[[ Records supplied open ]]

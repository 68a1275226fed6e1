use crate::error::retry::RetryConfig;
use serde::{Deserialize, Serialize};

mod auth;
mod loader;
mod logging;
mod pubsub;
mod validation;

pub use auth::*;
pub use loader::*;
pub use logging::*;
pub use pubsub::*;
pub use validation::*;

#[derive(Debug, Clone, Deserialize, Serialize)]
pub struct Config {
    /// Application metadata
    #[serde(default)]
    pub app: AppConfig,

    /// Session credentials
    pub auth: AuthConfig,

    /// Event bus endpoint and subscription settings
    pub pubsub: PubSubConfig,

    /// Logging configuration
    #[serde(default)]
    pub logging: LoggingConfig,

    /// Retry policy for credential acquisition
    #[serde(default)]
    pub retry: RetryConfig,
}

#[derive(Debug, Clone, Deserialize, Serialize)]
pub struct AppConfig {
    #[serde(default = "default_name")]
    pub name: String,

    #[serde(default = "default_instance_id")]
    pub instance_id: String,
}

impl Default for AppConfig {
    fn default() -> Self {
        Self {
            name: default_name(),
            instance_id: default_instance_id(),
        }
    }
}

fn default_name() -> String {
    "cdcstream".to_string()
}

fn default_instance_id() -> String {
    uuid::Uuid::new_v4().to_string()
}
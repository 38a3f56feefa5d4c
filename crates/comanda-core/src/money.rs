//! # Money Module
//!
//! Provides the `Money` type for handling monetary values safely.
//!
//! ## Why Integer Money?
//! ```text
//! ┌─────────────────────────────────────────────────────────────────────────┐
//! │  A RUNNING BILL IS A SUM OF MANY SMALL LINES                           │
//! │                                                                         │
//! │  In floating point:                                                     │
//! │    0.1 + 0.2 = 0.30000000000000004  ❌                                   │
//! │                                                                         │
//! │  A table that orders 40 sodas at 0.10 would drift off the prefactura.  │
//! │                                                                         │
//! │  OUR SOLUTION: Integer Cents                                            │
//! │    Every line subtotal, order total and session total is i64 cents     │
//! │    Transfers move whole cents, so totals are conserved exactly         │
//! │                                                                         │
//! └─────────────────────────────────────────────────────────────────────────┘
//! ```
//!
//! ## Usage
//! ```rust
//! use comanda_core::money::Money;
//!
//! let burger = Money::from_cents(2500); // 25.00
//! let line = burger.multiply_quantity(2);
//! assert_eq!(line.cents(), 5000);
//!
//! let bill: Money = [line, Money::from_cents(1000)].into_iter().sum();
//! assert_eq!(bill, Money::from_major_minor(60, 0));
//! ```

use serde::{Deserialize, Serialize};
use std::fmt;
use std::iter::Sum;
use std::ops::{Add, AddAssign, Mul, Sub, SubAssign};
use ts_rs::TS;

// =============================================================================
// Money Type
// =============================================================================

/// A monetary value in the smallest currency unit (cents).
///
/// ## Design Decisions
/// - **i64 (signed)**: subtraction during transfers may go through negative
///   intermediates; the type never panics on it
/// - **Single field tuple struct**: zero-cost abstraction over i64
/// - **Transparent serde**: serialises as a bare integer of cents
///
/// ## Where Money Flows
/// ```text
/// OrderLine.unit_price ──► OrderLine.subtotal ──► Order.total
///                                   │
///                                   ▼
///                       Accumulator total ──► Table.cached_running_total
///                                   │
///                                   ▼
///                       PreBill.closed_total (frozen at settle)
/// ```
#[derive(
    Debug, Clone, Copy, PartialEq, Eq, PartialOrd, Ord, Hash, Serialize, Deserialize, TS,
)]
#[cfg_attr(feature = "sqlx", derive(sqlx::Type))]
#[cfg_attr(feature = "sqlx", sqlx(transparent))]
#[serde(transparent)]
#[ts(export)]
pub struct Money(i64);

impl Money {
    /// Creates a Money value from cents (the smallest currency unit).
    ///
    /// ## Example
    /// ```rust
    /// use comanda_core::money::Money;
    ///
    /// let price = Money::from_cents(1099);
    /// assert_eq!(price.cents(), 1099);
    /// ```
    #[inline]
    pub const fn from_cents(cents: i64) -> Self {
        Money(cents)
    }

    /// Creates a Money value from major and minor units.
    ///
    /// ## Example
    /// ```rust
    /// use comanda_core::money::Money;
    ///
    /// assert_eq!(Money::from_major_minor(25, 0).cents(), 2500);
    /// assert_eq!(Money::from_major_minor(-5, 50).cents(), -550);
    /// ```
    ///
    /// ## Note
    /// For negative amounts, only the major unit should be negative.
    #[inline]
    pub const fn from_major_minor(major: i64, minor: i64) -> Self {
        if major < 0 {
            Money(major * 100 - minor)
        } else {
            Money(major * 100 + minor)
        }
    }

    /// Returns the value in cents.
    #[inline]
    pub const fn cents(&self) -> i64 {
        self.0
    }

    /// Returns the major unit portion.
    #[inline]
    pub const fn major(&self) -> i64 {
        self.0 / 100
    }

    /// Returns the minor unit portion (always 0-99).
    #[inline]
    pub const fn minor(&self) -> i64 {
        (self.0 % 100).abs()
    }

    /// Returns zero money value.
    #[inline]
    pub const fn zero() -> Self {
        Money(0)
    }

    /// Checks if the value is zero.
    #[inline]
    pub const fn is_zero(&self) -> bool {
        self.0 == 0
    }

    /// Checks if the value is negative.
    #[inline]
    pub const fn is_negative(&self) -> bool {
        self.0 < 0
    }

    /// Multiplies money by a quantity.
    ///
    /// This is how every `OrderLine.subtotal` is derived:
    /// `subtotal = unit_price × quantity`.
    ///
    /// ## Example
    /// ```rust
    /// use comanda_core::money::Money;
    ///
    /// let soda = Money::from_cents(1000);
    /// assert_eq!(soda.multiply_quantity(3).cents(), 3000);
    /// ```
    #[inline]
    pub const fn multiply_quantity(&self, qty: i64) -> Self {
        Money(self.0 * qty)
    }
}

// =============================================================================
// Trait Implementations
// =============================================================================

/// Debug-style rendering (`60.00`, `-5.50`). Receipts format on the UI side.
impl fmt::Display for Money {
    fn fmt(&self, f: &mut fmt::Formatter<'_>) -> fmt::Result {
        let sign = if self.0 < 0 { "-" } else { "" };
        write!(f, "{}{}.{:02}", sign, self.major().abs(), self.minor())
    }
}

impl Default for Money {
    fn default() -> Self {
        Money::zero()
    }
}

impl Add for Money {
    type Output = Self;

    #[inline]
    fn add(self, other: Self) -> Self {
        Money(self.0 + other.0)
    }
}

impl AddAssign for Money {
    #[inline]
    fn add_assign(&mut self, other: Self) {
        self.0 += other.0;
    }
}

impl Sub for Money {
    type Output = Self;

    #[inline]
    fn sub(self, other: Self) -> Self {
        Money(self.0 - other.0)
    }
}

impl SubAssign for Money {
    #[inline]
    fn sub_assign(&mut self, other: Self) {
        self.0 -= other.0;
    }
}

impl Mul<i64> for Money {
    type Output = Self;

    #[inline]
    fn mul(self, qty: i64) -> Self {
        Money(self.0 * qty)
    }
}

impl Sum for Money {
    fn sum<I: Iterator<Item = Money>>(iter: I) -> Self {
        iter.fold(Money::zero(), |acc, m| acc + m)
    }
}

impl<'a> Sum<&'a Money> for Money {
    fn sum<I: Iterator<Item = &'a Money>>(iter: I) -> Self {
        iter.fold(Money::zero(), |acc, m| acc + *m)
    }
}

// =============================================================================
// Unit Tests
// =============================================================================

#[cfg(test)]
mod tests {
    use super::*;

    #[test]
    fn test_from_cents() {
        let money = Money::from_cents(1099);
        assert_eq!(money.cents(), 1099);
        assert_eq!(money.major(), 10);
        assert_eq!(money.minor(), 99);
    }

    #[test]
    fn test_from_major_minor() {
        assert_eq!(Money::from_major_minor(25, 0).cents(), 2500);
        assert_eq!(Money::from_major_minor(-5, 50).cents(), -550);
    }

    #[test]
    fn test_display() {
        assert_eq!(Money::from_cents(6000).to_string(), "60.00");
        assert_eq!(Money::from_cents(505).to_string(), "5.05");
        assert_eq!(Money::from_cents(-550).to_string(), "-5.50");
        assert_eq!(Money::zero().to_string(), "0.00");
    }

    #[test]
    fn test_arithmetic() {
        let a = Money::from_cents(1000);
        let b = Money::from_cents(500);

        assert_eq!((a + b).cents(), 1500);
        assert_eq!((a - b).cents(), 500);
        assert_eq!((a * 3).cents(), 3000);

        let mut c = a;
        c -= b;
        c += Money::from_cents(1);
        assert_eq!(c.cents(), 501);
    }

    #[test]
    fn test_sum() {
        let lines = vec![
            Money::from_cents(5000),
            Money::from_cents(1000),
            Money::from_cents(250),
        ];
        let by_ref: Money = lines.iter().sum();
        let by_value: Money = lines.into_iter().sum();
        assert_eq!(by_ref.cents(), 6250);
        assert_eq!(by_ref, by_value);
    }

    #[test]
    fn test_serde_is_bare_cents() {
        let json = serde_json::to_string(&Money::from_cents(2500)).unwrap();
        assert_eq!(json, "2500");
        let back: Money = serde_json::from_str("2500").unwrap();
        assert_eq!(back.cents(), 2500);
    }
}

[[ Records supplied closed ]]

From the entries above, list each line with "smallest" in it.

/// A monetary value in the smallest currency unit (cents).
    /// Creates a Money value from cents (the smallest currency unit).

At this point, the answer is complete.